2.pruning with Apriori properties: all subsets of frequent itemsets must be frequent, C3,
We can delete its subsets as non frequent options:
The 2 subsets of (A, B, and C} are (A, B}, (A, C}, (B, , C}, where {A and B} are not elements of the L2, so delete this option;
The 2 subsets of {A, C, and E} are {A, C}, {A, E}, {C,, E}, where {A and E} are not elements of the L2, so delete this option;
The 2 subsets of (B, C, and E} are (B, C}, (B, E}, (C, E}, and all 2 - item subsets of it are elements of L2, so keep this option.
3.this way, after pruning, you get C3= ((B, C, E))
After branch, get C3= ((B, C, E))
2, answer:
(1) the basic strategy of decision tree induction algorithm is as
follows:
The tree starts with nodes representing a single training sample.
If the samples are in the same class, the node becomes a leaf and is marked with that class.
Otherwise, the algorithm uses entropy based metrics that become information gain as heuristic information, and selects the attributes that best classify the samples.

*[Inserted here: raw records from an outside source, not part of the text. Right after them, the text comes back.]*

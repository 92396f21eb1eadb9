//! Errors used by the [`Ocean`][crate::board::Ocean] and
//! [`OceanSetup`][crate::board::OceanSetup].

use std::fmt::{self, Debug};

use thiserror::Error;

use crate::{
    board::{Direction, Point},
    ships::ShipKind,
};

/// Error returned when the requested ocean size is not supported.
#[derive(Debug, Error, Copy, Clone, Eq, PartialEq)]
#[error("cannot create an ocean of size {width}x{height}, each side must be from 1 to 30")]
pub struct InvalidDimensions {
    width: usize,
    height: usize,
}

impl InvalidDimensions {
    pub(super) fn new(width: usize, height: usize) -> Self {
        Self { width, height }
    }

    /// The requested width.
    pub fn width(&self) -> usize {
        self.width
    }

    /// The requested height.
    pub fn height(&self) -> usize {
        self.height
    }
}

/// Reason why a ship could not be placed at a given position.
#[derive(Debug, Error, Copy, Clone, Eq, PartialEq)]
pub enum CannotPlaceReason {
    /// One of the ends of the ship falls outside the ocean.
    #[error("the ship does not fit inside the ocean")]
    OutOfBounds,
    /// One or more of the cells was already occupied by another ship.
    #[error("the requested position was already occupied")]
    AlreadyOccupied,
    /// The ship would touch another ship, orthogonally or diagonally.
    #[error("the requested position touches another ship")]
    TooClose,
}

/// Error caused when attempting to place a ship in an invalid position.
#[derive(Error)]
#[error("could not place {kind} at {start} facing {direction:?}: {reason}")]
pub struct PlaceError {
    #[source]
    reason: CannotPlaceReason,
    kind: ShipKind,
    start: Point,
    direction: Direction,
}

impl Debug for PlaceError {
    fn fmt(&self, f: &mut fmt::Formatter) -> fmt::Result {
        fmt::Display::fmt(self, f)
    }
}

impl PlaceError {
    pub(super) fn new(
        reason: CannotPlaceReason,
        kind: ShipKind,
        start: Point,
        direction: Direction,
    ) -> Self {
        Self {
            reason,
            kind,
            start,
            direction,
        }
    }

    /// Get the reason placement was aborted.
    pub fn reason(&self) -> CannotPlaceReason {
        self.reason
    }
}

/// Error returned when a fleet cannot be laid out on the ocean.
#[derive(Debug, Error, Copy, Clone, Eq, PartialEq)]
pub enum PlacementError {
    /// The ocean size itself was rejected.
    #[error(transparent)]
    InvalidDimensions(#[from] InvalidDimensions),

    /// The fleet needs at least as many cells as the ocean has, so no layout can keep
    /// the ships apart.
    #[error("cannot place a fleet of total length {fleet_length} on an ocean of {cells} cells")]
    FleetTooLarge { fleet_length: usize, cells: usize },

    /// Every placement attempt ran out of trials.
    #[error("cannot place ships on this ocean, gave up after {attempts} attempts")]
    Exhausted { attempts: usize },
}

For each known value of the test property, create a branch and divide the sample accordingly.
The algorithm uses the same procedure recursively to form a sample decision tree on each partition. Once an attribute appears on a node, it is not necessary to consider any offspring of that node.
The recursive division step stops only when one of the following conditions is established:
(a)all samples of a given node belong to the same class:
(b)no remaining attributes can be used to further partition the samples. In this case, the nodes are converted into leaves using the class number obtained by majority voting.
(c)if a branch does not have a sample, a leaf is created with the majority of the classes that it divides into prior training samples.
(2) the decision tree buysPCGame is as follows:。